**Records to use**:
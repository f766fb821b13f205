use async_trait::async_trait;
use rust_decimal::Decimal;
use serde::{Deserialize, Serialize};
use std::collections::HashSet;

/// Authoritative product record as returned by the catalog
#[derive(Debug, Clone, Serialize, Deserialize, PartialEq)]
pub struct Product {
    pub id: String,
    pub name: String,
    pub price: Decimal,
}

#[derive(Debug, thiserror::Error)]
pub enum CatalogError {
    #[error("Unknown products: {}", .0.join(", "))]
    UnknownProducts(Vec<String>),
    #[error("Catalog unavailable: {0}")]
    Unavailable(String),
}

/// Ids from `requested` that are absent in `found`, in request order.
pub fn missing_product_ids(requested: &[String], found: &[Product]) -> Vec<String> {
    let known: HashSet<&str> = found.iter().map(|p| p.id.as_str()).collect();
    let mut reported = HashSet::new();
    requested
        .iter()
        .filter(|id| !known.contains(id.as_str()) && reported.insert(id.as_str()))
        .cloned()
        .collect()
}

#[async_trait]
pub trait ProductCatalog: Send + Sync {
    /// Resolve every id to its product record.
    ///
    /// Fails with `UnknownProducts` if any id is not in the catalog. Response
    /// order is unspecified.
    async fn validate_products(&self, product_ids: &[String]) -> Result<Vec<Product>, CatalogError>;
}
use async_trait::async_trait;
use rust_decimal::Decimal;
use serde::{Deserialize, Serialize};
use uuid::Uuid;
use chrono::{DateTime, Utc};

/// Currency of every session this service opens
pub const PAYMENT_CURRENCY: &str = "usd";

#[derive(Debug, Clone, Serialize, Deserialize, PartialEq)]
pub struct PaymentLineItem {
    pub name: String,
    pub price: Decimal,
    pub quantity: i32,
}

#[derive(Debug, Clone, Serialize, Deserialize, PartialEq)]
pub struct PaymentSessionRequest {
    pub order_id: Uuid,
    pub currency: String,
    pub items: Vec<PaymentLineItem>,
}

impl PaymentSessionRequest {
    /// Sum of `price × quantity` over the lines, or `None` on overflow.
    pub fn amount(&self) -> Option<Decimal> {
        self.items.iter().try_fold(Decimal::ZERO, |acc, item| {
            item.price
                .checked_mul(Decimal::from(item.quantity))
                .and_then(|line| acc.checked_add(line))
        })
    }
}

/// Opaque handle returned by the payment provider
#[derive(Debug, Clone, Serialize, Deserialize, PartialEq)]
pub struct PaymentSession {
    pub session_id: String, // Provider's ID (e.g., cs_123)
    pub url: String,
    pub success_url: Option<String>,
    pub cancel_url: Option<String>,
    pub created_at: DateTime<Utc>,
}

/// Inbound notice that the purchaser paid
#[derive(Debug, Clone, Serialize, Deserialize, PartialEq)]
pub struct PaymentConfirmation {
    pub order_id: Uuid,
    pub payment_reference: String,
    pub receipt_url: String,
}

#[derive(Debug, thiserror::Error)]
pub enum PaymentError {
    #[error("Payment provider rejected the request: {0}")]
    Rejected(String),
    #[error("Payment provider unavailable: {0}")]
    Unavailable(String),
}

#[async_trait]
pub trait PaymentGateway: Send + Sync {
    /// Open a checkout session with the provider
    async fn create_session(
        &self,
        request: &PaymentSessionRequest,
    ) -> Result<PaymentSession, PaymentError>;
}
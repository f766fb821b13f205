use std::sync::Arc;
use tally_order::{OrderManager, PaymentOrchestrator, ServiceContext};

#[derive(Clone)]
pub struct AppState {
    pub orders: Arc<OrderManager>,
    pub payments: Arc<PaymentOrchestrator>,
}

impl AppState {
    pub fn new(ctx: ServiceContext) -> Self {
        let orders = Arc::new(OrderManager::new(Arc::new(ctx)));
        let payments = Arc::new(PaymentOrchestrator::new(orders.clone()));
        Self { orders, payments }
    }
}
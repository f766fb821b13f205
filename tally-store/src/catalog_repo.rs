use async_trait::async_trait;
use rust_decimal::Decimal;
use sqlx::PgPool;
use tally_core::catalog::{missing_product_ids, CatalogError, Product, ProductCatalog};

/// Product validation backed by the shared `products` table.
pub struct StoreProductCatalog {
    pool: PgPool,
}

impl StoreProductCatalog {
    pub fn new(pool: PgPool) -> Self {
        Self { pool }
    }
}

#[derive(sqlx::FromRow)]
struct ProductRow {
    id: String,
    name: String,
    price: Decimal,
}

#[async_trait]
impl ProductCatalog for StoreProductCatalog {
    async fn validate_products(&self, product_ids: &[String]) -> Result<Vec<Product>, CatalogError> {
        let rows: Vec<ProductRow> = sqlx::query_as(
            "SELECT id, name, price FROM products WHERE id = ANY($1) AND available",
        )
        .bind(product_ids)
        .fetch_all(&self.pool)
        .await
        .map_err(|e| CatalogError::Unavailable(e.to_string()))?;

        let products: Vec<Product> = rows
            .into_iter()
            .map(|row| Product { id: row.id, name: row.name, price: row.price })
            .collect();

        let missing = missing_product_ids(product_ids, &products);
        if !missing.is_empty() {
            return Err(CatalogError::UnknownProducts(missing));
        }

        Ok(products)
    }
}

**Action item**:
Among the lines of the listing above, which ones contain the word "with"? Show them.

**Reply to the exercise**:
    /// Fails with `UnknownProducts` if any id is not in the catalog. Response
    /// Open a checkout session with the provider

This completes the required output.